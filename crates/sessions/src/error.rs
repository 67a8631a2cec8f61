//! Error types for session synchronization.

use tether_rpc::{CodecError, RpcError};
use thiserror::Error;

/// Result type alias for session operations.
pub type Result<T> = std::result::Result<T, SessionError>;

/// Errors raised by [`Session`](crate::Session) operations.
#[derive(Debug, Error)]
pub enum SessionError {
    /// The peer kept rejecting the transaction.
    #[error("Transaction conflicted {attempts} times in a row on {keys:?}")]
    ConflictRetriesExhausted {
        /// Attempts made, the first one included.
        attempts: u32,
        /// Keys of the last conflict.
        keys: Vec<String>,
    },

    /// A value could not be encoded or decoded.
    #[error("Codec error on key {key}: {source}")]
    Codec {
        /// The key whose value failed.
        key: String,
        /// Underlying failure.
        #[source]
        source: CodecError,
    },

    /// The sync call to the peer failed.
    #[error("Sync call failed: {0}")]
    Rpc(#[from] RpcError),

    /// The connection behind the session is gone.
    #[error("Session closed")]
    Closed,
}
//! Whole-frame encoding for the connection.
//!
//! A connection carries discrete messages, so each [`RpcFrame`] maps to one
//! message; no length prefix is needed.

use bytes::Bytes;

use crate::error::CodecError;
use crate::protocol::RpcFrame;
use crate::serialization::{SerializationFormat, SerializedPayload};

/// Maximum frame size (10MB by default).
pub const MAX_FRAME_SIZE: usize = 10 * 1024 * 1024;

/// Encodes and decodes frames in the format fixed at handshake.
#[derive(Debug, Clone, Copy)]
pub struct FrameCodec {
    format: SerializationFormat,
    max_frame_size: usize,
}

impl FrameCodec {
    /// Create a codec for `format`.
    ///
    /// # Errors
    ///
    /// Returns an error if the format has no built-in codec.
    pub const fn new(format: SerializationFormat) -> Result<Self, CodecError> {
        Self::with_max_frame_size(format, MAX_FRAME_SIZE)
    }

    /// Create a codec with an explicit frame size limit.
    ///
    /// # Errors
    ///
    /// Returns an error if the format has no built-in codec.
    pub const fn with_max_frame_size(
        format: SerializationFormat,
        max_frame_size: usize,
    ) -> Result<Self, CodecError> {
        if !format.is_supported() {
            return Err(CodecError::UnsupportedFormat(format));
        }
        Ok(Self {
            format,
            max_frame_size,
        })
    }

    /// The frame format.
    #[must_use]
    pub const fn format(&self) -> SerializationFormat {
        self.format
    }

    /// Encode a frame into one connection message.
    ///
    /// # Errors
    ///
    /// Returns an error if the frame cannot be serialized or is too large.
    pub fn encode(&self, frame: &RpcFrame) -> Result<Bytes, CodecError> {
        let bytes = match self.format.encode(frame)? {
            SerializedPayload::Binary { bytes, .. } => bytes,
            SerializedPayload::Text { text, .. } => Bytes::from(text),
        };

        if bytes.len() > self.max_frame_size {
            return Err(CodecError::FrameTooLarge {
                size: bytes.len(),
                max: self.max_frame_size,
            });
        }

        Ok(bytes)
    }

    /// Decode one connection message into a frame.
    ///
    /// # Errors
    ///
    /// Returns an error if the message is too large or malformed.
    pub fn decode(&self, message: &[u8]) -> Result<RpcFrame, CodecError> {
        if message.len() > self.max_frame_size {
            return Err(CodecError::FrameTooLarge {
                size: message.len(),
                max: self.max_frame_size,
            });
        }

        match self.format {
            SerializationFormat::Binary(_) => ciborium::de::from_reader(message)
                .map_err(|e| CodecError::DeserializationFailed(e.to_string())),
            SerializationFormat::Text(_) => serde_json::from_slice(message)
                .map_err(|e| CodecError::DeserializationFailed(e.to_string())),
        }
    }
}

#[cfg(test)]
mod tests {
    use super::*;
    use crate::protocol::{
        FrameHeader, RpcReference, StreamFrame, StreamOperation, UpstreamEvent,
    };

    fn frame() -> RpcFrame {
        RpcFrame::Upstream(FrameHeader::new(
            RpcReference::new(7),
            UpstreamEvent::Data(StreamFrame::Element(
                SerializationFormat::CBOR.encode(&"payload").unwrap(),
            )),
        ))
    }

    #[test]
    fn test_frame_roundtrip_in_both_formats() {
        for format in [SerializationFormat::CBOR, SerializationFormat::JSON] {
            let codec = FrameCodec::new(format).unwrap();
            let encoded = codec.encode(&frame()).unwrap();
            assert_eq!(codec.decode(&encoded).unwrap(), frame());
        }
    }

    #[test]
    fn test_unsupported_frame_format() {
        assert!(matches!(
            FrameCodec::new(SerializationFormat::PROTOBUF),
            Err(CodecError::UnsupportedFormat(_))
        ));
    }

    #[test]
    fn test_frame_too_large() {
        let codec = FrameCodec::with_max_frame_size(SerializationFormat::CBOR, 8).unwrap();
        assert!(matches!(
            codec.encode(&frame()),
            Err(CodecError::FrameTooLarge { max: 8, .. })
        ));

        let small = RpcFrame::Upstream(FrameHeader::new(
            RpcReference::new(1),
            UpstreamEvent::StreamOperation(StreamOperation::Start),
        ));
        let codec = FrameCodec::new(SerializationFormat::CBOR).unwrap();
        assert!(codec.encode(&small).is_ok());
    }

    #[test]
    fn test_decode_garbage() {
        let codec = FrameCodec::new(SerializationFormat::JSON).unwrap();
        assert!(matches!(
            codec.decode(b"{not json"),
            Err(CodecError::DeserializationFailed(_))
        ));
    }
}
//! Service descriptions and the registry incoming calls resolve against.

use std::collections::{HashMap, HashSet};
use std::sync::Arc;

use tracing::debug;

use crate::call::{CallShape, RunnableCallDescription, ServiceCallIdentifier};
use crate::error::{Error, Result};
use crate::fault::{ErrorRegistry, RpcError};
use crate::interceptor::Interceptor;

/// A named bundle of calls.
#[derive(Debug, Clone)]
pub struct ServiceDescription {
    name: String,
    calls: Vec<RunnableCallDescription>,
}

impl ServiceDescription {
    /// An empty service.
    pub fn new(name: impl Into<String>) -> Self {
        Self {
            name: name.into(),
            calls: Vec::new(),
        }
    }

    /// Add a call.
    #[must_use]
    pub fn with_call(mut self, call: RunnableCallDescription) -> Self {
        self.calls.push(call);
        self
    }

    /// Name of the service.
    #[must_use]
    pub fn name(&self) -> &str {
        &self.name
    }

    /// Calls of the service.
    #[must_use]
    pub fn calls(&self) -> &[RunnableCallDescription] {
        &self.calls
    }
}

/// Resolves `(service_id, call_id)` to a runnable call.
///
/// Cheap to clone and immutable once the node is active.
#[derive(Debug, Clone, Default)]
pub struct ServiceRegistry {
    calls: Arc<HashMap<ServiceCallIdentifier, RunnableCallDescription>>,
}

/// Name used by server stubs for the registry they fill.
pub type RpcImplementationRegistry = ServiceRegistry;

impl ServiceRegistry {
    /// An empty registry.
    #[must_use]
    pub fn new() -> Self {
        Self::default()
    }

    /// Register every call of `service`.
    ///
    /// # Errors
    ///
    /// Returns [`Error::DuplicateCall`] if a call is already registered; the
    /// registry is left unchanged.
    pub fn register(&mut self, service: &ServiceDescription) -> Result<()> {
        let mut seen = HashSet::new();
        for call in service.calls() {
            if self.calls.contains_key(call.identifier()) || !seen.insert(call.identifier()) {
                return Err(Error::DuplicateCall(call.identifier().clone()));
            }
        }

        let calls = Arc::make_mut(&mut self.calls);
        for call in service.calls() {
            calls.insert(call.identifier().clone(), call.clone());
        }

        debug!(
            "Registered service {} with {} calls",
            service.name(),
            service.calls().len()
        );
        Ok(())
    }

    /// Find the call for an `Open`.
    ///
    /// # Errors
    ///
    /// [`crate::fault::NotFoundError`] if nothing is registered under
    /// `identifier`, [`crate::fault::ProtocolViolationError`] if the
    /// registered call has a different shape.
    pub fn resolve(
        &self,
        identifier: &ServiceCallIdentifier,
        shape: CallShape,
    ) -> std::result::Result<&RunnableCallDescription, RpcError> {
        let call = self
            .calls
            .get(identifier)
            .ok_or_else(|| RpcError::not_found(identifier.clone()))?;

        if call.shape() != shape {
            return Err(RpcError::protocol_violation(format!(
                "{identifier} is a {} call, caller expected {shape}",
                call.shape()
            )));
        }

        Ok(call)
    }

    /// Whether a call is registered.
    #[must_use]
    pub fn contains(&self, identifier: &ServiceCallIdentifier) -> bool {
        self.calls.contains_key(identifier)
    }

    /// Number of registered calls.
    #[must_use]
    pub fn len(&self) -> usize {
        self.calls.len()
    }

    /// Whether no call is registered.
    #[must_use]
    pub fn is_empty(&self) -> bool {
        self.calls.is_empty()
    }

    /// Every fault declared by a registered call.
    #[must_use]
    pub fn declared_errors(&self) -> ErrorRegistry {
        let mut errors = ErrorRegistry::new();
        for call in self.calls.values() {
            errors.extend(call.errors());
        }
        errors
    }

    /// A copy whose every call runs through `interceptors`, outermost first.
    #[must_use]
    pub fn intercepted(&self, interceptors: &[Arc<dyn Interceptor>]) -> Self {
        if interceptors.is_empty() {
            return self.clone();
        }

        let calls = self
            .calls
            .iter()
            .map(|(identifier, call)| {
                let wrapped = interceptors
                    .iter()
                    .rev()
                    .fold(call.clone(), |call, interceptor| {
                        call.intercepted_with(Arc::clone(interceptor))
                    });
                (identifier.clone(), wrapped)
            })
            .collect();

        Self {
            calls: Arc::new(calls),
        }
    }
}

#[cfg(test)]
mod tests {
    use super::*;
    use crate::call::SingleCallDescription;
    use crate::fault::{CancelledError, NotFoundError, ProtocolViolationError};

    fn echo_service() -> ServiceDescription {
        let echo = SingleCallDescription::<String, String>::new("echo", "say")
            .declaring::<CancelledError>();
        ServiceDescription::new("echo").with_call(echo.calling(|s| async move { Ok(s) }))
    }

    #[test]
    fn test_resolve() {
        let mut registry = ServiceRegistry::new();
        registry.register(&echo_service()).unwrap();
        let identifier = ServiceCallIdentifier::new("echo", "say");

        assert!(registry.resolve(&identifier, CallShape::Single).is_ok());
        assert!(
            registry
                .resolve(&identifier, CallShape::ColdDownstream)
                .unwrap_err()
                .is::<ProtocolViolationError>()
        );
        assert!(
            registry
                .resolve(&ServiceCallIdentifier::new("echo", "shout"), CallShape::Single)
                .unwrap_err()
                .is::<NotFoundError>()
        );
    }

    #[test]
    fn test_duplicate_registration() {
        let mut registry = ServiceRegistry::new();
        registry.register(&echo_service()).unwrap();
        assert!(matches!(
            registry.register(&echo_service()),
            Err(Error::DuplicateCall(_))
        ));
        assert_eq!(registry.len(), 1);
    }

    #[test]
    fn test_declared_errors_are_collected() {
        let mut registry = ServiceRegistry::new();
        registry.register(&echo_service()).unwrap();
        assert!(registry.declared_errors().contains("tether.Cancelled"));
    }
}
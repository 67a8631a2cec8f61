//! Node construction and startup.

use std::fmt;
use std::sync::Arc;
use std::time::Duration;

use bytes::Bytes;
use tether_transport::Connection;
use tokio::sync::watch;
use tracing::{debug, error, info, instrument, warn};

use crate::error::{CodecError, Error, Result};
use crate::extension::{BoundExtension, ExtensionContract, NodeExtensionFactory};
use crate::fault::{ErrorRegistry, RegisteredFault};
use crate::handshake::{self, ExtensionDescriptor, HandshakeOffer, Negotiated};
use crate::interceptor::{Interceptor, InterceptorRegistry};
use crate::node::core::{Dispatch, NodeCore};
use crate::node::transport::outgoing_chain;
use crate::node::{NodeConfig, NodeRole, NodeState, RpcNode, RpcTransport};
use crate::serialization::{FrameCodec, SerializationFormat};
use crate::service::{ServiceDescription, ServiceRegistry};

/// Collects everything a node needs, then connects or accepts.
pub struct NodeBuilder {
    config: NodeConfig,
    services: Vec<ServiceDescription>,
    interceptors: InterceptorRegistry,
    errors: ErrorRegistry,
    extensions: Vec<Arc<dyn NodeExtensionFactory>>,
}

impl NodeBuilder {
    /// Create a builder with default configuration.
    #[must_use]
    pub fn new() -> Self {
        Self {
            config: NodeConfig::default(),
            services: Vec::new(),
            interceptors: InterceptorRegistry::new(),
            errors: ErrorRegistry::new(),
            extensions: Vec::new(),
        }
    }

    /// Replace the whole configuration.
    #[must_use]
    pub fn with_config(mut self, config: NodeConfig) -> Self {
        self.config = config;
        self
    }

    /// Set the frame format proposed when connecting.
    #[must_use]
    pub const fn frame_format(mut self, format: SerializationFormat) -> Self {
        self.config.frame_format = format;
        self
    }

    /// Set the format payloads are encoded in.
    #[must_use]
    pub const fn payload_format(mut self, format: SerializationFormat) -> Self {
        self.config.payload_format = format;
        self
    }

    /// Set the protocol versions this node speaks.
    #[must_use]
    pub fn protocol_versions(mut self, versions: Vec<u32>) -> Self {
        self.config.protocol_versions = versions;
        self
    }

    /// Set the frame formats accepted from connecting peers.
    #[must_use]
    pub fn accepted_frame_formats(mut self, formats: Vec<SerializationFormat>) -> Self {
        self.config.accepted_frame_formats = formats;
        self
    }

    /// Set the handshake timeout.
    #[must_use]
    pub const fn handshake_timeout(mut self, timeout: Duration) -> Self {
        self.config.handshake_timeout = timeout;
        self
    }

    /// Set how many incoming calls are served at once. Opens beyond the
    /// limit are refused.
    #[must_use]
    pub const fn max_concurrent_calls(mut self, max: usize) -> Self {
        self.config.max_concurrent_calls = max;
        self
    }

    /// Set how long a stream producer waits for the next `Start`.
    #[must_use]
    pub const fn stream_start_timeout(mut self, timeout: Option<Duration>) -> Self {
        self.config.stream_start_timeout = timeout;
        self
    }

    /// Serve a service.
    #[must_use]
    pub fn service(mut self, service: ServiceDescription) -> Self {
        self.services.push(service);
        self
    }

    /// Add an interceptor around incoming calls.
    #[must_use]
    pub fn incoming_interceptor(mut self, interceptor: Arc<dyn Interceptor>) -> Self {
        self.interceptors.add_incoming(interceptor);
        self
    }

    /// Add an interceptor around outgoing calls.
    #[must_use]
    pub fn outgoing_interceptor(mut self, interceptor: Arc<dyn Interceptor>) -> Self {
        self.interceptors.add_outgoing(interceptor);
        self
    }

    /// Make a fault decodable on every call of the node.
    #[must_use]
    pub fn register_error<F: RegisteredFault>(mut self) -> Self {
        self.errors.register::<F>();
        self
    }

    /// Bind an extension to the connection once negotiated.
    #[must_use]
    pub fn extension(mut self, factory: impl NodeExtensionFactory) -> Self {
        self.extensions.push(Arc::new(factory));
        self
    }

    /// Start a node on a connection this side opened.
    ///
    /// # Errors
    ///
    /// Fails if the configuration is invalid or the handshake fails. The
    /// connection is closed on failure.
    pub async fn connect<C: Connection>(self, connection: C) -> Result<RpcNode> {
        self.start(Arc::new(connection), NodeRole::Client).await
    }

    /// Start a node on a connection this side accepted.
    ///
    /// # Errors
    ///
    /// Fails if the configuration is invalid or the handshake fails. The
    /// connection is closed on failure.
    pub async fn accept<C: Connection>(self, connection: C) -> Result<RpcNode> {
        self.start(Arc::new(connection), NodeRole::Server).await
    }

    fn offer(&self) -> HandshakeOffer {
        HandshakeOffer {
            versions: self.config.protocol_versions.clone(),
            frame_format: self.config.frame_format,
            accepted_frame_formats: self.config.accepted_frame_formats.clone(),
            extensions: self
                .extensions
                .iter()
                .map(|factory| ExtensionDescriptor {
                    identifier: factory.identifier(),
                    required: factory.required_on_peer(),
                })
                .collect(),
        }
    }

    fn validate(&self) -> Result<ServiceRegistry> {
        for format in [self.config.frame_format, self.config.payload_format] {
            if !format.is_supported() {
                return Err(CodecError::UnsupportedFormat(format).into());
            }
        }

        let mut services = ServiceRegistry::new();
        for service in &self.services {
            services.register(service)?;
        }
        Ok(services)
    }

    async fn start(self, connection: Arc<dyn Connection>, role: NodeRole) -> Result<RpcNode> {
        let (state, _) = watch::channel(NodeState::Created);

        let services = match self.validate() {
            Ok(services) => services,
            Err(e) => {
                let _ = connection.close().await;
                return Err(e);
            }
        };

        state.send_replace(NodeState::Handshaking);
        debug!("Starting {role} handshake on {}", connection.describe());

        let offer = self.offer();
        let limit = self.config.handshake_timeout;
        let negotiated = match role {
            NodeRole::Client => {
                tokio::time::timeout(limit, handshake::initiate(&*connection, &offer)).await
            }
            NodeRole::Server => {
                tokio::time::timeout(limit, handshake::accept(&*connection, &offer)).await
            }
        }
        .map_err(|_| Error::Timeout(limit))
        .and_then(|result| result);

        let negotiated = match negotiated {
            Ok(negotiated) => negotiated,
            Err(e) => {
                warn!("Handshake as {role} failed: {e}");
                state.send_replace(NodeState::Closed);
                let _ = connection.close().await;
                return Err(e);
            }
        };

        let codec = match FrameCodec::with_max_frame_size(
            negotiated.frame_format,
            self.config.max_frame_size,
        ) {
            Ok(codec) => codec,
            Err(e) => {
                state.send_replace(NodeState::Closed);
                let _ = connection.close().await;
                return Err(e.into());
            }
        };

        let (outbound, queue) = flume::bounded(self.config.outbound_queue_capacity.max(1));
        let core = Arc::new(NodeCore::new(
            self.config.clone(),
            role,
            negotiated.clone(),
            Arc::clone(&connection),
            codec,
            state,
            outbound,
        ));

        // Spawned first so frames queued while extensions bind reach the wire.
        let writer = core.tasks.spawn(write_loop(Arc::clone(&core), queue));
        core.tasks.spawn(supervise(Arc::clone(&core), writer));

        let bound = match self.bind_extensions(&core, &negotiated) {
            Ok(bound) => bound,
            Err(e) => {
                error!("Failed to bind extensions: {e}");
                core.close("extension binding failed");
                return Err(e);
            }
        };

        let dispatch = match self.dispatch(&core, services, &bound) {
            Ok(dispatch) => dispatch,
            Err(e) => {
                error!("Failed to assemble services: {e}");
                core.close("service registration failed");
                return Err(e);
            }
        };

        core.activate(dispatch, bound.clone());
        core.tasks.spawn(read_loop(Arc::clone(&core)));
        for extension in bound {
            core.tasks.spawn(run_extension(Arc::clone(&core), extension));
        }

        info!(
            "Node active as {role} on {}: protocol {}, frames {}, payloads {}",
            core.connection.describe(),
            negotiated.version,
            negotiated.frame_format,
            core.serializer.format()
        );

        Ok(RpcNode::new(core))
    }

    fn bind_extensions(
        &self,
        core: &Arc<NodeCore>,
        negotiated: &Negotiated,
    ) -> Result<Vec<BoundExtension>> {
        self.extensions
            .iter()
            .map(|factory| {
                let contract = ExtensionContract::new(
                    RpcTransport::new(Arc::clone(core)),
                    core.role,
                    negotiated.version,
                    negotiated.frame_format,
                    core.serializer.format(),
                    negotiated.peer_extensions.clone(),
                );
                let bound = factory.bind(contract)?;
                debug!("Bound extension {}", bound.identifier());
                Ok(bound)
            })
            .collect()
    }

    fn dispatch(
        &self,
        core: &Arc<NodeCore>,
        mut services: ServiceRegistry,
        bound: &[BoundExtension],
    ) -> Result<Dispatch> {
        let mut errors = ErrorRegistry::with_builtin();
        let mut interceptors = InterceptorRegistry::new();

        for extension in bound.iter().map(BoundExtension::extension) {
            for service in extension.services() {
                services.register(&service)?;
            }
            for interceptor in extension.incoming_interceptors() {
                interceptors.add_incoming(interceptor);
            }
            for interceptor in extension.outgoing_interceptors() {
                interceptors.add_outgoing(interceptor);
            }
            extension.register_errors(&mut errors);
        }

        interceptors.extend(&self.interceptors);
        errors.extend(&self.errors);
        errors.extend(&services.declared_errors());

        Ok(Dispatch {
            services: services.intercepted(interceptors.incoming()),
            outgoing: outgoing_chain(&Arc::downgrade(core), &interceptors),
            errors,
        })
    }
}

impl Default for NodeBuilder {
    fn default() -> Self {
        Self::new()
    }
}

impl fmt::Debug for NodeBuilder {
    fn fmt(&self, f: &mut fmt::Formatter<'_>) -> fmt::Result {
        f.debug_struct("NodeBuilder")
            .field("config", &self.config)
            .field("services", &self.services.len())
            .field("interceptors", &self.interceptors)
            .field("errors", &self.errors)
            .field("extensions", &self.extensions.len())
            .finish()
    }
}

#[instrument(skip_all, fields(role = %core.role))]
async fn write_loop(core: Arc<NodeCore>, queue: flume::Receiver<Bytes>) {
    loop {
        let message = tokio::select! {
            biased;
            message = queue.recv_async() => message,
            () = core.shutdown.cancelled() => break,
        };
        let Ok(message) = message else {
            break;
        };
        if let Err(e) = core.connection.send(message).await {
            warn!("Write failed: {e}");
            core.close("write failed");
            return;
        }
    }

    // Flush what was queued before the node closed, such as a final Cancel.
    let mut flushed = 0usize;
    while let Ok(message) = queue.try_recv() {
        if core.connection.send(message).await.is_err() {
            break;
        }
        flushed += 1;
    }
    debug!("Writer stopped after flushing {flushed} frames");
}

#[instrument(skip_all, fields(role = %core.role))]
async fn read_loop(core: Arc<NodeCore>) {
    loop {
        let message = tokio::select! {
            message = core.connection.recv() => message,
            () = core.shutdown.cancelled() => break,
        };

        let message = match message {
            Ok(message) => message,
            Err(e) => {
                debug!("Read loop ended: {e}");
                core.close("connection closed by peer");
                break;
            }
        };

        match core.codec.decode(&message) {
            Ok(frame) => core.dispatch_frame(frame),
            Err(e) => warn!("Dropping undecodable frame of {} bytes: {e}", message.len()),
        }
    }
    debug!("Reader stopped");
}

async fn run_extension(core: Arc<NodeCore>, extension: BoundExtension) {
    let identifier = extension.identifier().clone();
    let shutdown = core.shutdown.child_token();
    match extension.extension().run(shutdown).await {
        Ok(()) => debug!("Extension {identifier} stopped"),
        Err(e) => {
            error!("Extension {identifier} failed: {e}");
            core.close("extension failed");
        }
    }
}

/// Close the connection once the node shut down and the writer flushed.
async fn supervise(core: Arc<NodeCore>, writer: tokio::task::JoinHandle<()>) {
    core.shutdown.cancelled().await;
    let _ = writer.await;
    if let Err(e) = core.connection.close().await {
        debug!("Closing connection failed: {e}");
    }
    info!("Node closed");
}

■ ■ ■ ■

▶ **WHAT IS NEEDED**:
Would you please return all lines of the data that include the word "NodeState"?

▶ **TASK SOLUTION**:
use crate::node::{NodeConfig, NodeRole, NodeState, RpcNode, RpcTransport};
        let (state, _) = watch::channel(NodeState::Created);
        state.send_replace(NodeState::Handshaking);
                state.send_replace(NodeState::Closed);
                state.send_replace(NodeState::Closed);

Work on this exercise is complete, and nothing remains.